Across his four yellow jersey wins already Pogačar has often looked invincible, ending the race early on several occasions just as he looks to have done on stage 6, but this edition was billed as his hardest challenge since he last lost the race in 2023. A full-strength Vingegaard after an issue-free season and Giro d'Italia win, a super talent in Seixas presenting a new challenge, and podium-finishing duo Evenepoel and Florian Lipowitz made this one of the most stacked GC start lists in years. But on one 17km climb, those would-be challengers were all put to the sword and came out second best.
Pogačar has long been a popular rider, well-liked for his personality but also his willingness to attack at any and every moment, but is his absolute destruction of almost the entire calendar growing tiresome for fans? It likely hasn't reached that point yet but after he moved one win closer to Mark Cavendish's 35 stage wins record, now on 23, how much longer can that last?
'Would you give away stages?'
In reality, though, neither Pogačar nor UAE Team Emirates-XRG will likely care. He's made it obvious that restraint when he knows he can win a stage is not his strongest suit and anything Pogačar wants, he tends to get.
There are no gifts in this sport, despite what he did for Del Toro on stage 2 when he actually seemed to take more joy from his young Mexican protégé taking victory atop Montjuïc. Typically Pogačar has no interest in sharing out the wins and letting days go to the break and, as teammate Adam Yates points out, why should he?
"I mean, if you can win at the Tour de France, you win; there's not one person in this peloton that would be any different," Yates told reporters at the finish in Gavarnie-Gèdre.
"So we try; it's not guaranteed to win, you know, so I think you take every chance you get. Would you give away stages?" he asked the scrum of journalists in front of him. "Would you? I wouldn't either.

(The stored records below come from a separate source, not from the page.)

//! Logging setup.
//!
//! Everything logs through `tracing` to stderr so stdout stays clean for
//! tables and JSON. Default level is `warn`; `--debug` raises it to `debug`,
//! and `RUST_LOG` wins over both when set.
//!
//! Field names used across the crate: `npp`, `notification_id`, `count`,
//! `unread`, `status`, `url` (never carries the token).

use std::io::IsTerminal;

use tracing_subscriber::EnvFilter;

pub(crate) fn init(debug: bool) {
    let default_level = if debug { "debug" } else { "warn" };
    let filter = EnvFilter::try_from_default_env()
        .unwrap_or_else(|_| EnvFilter::new(format!("pdam_notify={default_level}")));

    // A second init (e.g. from tests) is harmless
    let _ = tracing_subscriber::fmt()
        .with_env_filter(filter)
        .with_writer(std::io::stderr)
        .with_ansi(std::io::stderr().is_terminal())
        .with_target(false)
        .try_init();
}
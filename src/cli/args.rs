//! CLI argument definitions
//!
//! Global CLI options and configuration merging logic.

use std::io::IsTerminal;

use clap::Parser;

use crate::config::Config;

use super::commands::Commands;

#[derive(Parser, Debug)]
#[command(name = "pdam-notify")]
#[command(about = "PDAM dashboard notifications from the terminal", version)]
pub(crate) struct Cli {
    #[command(subcommand)]
    pub(crate) command: Commands,

    /// Output as JSON
    #[arg(short, long, global = true)]
    pub(crate) json: bool,

    /// Dashboard base URL (e.g., "http://pdam.local:3000")
    #[arg(long, global = true, value_name = "URL")]
    pub(crate) base_url: Option<String>,

    /// Disable colored output
    #[arg(long, global = true)]
    pub(crate) no_color: bool,

    /// Enable debug logging
    #[arg(long, global = true)]
    pub(crate) debug: bool,

    /// Never show system popups for new notifications
    #[arg(long, global = true)]
    pub(crate) no_popup: bool,
}

impl Cli {
    /// Merge config file values into CLI (CLI args take precedence)
    pub(crate) fn with_config(mut self, config: &Config) -> Self {
        if !self.no_color && config.no_color {
            self.no_color = true;
        }
        if !self.debug && config.debug {
            self.debug = true;
        }
        if !self.no_popup && !config.desktop {
            self.no_popup = true;
        }
        if self.base_url.is_none() {
            self.base_url = Some(config.base_url.clone());
        }
        self
    }

    pub(crate) fn base_url(&self) -> &str {
        self.base_url
            .as_deref()
            .unwrap_or(crate::consts::DEFAULT_BASE_URL)
    }

    pub(crate) fn use_color(&self) -> bool {
        !self.no_color && std::io::stdout().is_terminal()
    }
}

#[cfg(test)]
mod tests {
    use super::*;

    #[test]
    fn config_fills_unset_values() {
        let cli = Cli::parse_from(["pdam-notify", "list"]);
        let config = Config {
            base_url: "http://pdam.local".to_string(),
            debug: true,
            desktop: false,
            ..Config::default()
        };
        let cli = cli.with_config(&config);
        assert_eq!(cli.base_url(), "http://pdam.local");
        assert!(cli.debug);
        assert!(cli.no_popup);
    }

    #[test]
    fn cli_base_url_wins_over_config() {
        let cli = Cli::parse_from(["pdam-notify", "--base-url", "http://cli", "list"]);
        let config = Config {
            base_url: "http://config".to_string(),
            ..Config::default()
        };
        assert_eq!(cli.with_config(&config).base_url(), "http://cli");
    }

    #[test]
    fn read_all_flags_conflict() {
        assert!(Cli::try_parse_from(["pdam-notify", "read-all", "--all", "--global"]).is_err());
        assert!(Cli::try_parse_from(["pdam-notify", "read-all", "--global"]).is_ok());
    }

    #[test]
    fn global_flags_after_subcommand() {
        let cli = Cli::parse_from(["pdam-notify", "list", "--all", "--json"]);
        assert!(cli.json);
        assert!(matches!(cli.command, Commands::List { all: true, unread: false }));
    }
}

"I know how hard it is to win, and I've only won one time at the Tour. I think if you do win in the Tour, it can make your career, so we try when we can and sometimes it pays off, sometimes it doesn't."
Pogačar should relent in the coming days at the Tour, though, not because he is allowing the rest of the peloton to enjoy some share of the spoils but because the end of the first week is heading for two sprint stages in Bordeaux and Bergerac.
Bad days at the Tour for Pogačar seemed more of a possibility in 2022 and 2023, on the Col du Granon, Hautacam and Col de la Loze, for example, which is another reason for making hay while the sun shines on his rainbow/yellow jerseys, so to speak. Still, that possibility has seemed much less likely since he reached fresh heights with new coach Javier Sola in 2024; bad days are rarer and rarer for the top rider of his generation.
"It's a big gap, but as somebody said, then it's never over until it's over," said Yates, acknowledging how, in theory, the Slovenian could come unstuck at any given moment. "You can have bad days – I think we just need to try not to make any mistakes and be calm, and that's it."
Pogačar being back in yellow with such a big gap already will mean he has to shoulder the extra hour-and-a-half of podium and media duties that ceding the jersey to Torstein Træen (Uno-X Moblity) on stage 4 allowed him to skip. Now he will likely have to do it for the next 15 stages but, as Yates said, this is far from alien to the four-time winner and serial winner.
"He's in yellow, is he? Oh good. I think for him, he said on the bus the other day, he doesn't know any different; he's always in white or yellow or polka-dots or something," said Yates.
"So he doesn't know the other side of the Tour de France, where you get to go on the bus, have a shower, all this, so it sort of shows his mental resilience. We'll see in the next few days, hopefully we can recover the next two days in sprints."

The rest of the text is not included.